Mon, 27 May 1996

Arbitration seen as last resort in cotton dispute

JAKARTA (JP): Textile companies which were recently hit by defective cotton imports from the United States have decided to deal with the issue on a bilateral basis, considering that the use of an arbitration body may be disadvantageous to them.

A group of executives from several textile companies, including PT Argo Manunggal, PT Gokak Indonesia, PT Sandang II and PT Putra Sejati Spinning Mills Ltd., said in a interview with reporters over the weekend that a dispute settlement through an arbitration body will be their last resort to tackle the problem.

Sidik Murdiono, the executive vice president of PT Argo Pantes, the holding company of Argo Manunggal, said that the company has not yet reached a stage where an arbitration body is needed.

Heinz Schadach, an adviser to Putra Sejati, acknowledged that Liverpool Cotton Association Ltd. -- the international arbitration body for cotton-trade disputes -- is presently controlled by the seller's interest with little influence from the buyer's side.

"Arbitrators are appointed by the body and cannot be chosen by the parties in dispute... The situation right now will not be favorable for Indonesia, which is, in fact, the biggest cotton consumer in the world," he said.

Schadach pointed out that an arbitration process requires plenty of time and money, so it would be easier and more efficient if an arbitration body was established closer to Indonesia.

"This way, the body can also better serve the interests of the consumers," he added. "But the establishment of such a body can only be done if cotton-consumer companies unite to protect their common interests".

The problem of cavitoma-infected cotton fiber bought by Argo Manunggal -- one of Indonesia's largest textile companies -- from Calcot Ltd., of California, started early this year when the importer found the aspergillus flavus fungus in a shipment of cotton fiber in the October-December period of last year.

The Unites States supplies about 45 percent of Indonesia's annual needs of 2.4 million bales (1.2 billion pounds) of cotton.

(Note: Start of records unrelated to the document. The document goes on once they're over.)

//! Bundled DhanKanya copy

use rust_decimal_macros::dec;

use crate::model::{
    ButtonVariant, Faq, Highlight, LandingContent, NavLink, PlanFeature, Price, PricingTier, Step,
    Suggestion,
};

fn nav(name: &str, link: &str) -> NavLink {
    NavLink {
        name: name.into(),
        link: link.into(),
    }
}

fn suggestion(icon: &str, text: &str) -> Suggestion {
    Suggestion {
        icon: icon.into(),
        text: text.into(),
    }
}

fn step(number: &str, title: &str, description: &str) -> Step {
    Step {
        number: number.into(),
        title: title.into(),
        description: description.into(),
    }
}

fn highlight(icon: &str, title: &str, description: &str) -> Highlight {
    Highlight {
        icon: icon.into(),
        title: title.into(),
        description: description.into(),
    }
}

fn feature(text: &str, included: bool) -> PlanFeature {
    PlanFeature {
        text: text.into(),
        included,
    }
}

fn faq(question: &str, answer: &str) -> Faq {
    Faq {
        id: None,
        question: question.into(),
        answer: answer.into(),
    }
}

impl Default for LandingContent {
    fn default() -> Self {
        Self {
            brand: "DhanKanya".into(),
            headline: "Decisions made smarter with AI assistance.".into(),
            hero_badge: "Smart Budget Planning".into(),
            input_placeholder: "Ask, learn, plan and grow your wealth...".into(),
            nav: vec![
                nav("Home", "#home"),
                nav("Features", "#features"),
                nav("Pricing", "#pricing"),
                nav("FAQ", "#faq"),
                nav("Contact", "#contact"),
            ],
            suggestions: vec![
                suggestion("wallet", "Monthly Budget"),
                suggestion("target", "Saving Goals"),
                suggestion("trending-up", "Mutual Funds"),
                suggestion("credit-card", "Debt Management"),
                suggestion("shield", "Insurance Check"),
            ],
            steps: vec![
                step(
                    "01",
                    "Tell us your story",
                    "Share your income, expenses, and financial goals. We keep it simple and private.",
                ),
                step(
                    "02",
                    "Chat and learn",
                    "Ask DhanKanya anything about money. No financial jargon, just clear, actionable answers.",
                ),
                step(
                    "03",
                    "Plan and grow",
                    "Get personalized budgets, savings strategies, and reminders to stay on track.",
                ),
            ],
            use_cases: vec![
                highlight(
                    "wallet",
                    "Monthly Budget Builder",
                    "Create a realistic budget for your month in under 2 minutes.",
                ),
                highlight(
                    "target",
                    "Savings Goal Planner",
                    "Plan for a vacation, new laptop, or emergency fund with clear milestones.",
                ),
                highlight(
                    "trending-up",
                    "Investment Basics",
                    "Understand mutual funds, SIPs, and stocks without overwhelming finance terms.",
                ),
                highlight(
                    "pie-chart",
                    "Expense Tracker Insights",
                    "Analyze your spending patterns and find areas to save.",
                ),
                highlight(
                    "credit-card",
                    "Debt Payoff Strategy",
                    "Build a plan to pay off loans or credit card debt faster.",
                ),
            ],
            features: vec![
                highlight(
                    "brain",
                    "AI-Powered insights",
                    "Personalized recommendations based on your habits and goals.",
                ),
                highlight(
                    "message-circle",
                    "Chat-first experience",
                    "Talk to DhanKanya like a friend, not a robot. No financial jargon.",
                ),
                highlight(
                    "indian-rupee",
                    "Indian context",
                    "Built for Indian salaries, taxes, and financial products.",
                ),
                highlight(
                    "shield",
                    "Privacy-focused",
                    "Your data is encrypted. We never sell or share your information.",
                ),
            ],
            pricing: vec![
                PricingTier {
                    name: "Starter".into(),
                    price: Price::monthly(dec!(0), "₹"),
                    badge: "Free".into(),
                    description: "Perfect to get started".into(),
                    features: vec![
                        feature("Unlimited basic chat", true),
                        feature("Simple budget templates", true),
                        feature("Monthly reports", true),
                        feature("Advanced planning tools", false),
                    ],
                    button_text: "Get started".into(),
                    button_variant: ButtonVariant::Outline,
                    highlighted: false,
                },
                PricingTier {
                    name: "Pro".into(),
                    price: Price::monthly(dec!(199), "₹"),
                    badge: "Coming".into(),
                    description: "For serious savers and planners".into(),
                    features: vec![
                        feature("All Starter features", true),
                        feature("Advanced insights and forecasting", true),
                        feature("Investment recommendations", true),
                        feature("Data export (CSV/PDF)", true),
                        feature("Priority support", true),
                    ],
                    button_text: "Notify me".into(),
                    button_variant: ButtonVariant::Default,
                    highlighted: true,
                },
            ],
            faqs: vec![
                faq(
                    "Is DhanKanya a registered financial advisor?",
                    "No. DhanKanya is an educational tool designed to help you understand personal finance concepts and plan budgets. It's not a substitute for professional financial or investment advice. Always consult a registered advisor for major financial decisions.",
                ),
                faq(
                    "What data do I need to share?",
                    "You can start with just your monthly income and a rough expense estimate. The more details you share (savings goals, investments, debt), the better our recommendations. You control what you share.",
                ),
                faq(
                    "Can I use DhanKanya without connecting my bank account?",
                    "Yes! You can use DhanKanya without ever sharing bank login details. You can manually enter your income and expenses, or connect (when available) for auto-sync with proper security protocols.",
                ),
                faq(
                    "Will DhanKanya support regional languages?",
                    "Yes, we're planning support for Hindi, Tamil, Telugu, Kannada, and other Indian languages in the coming months.",
                ),
                faq(
                    "Is DhanKanya free?",
                    "The Starter plan is completely free. We're working on a Pro tier with advanced features. Early adopters will always have great pricing.",
                ),
                faq(
                    "How is my data secured?",
                    "Your data is encrypted in transit and at rest. We follow financial industry security standards. You can delete your account and all data anytime.",
                ),
            ],
        }
    }
}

The yellow-colored cavitoma, which can be detected by examining cotton samples under ultra-violet light, was found among the 20,545 bales of cotton fiber shipped during that period.

The cavitoma produces excessive waste cotton, lower fiber strength and higher occurrences of broken yarn in the spinning process.

The defective cotton, which is categorized as California- Arizona cotton, is said to originate from the Yuma and Imperial Valley in California.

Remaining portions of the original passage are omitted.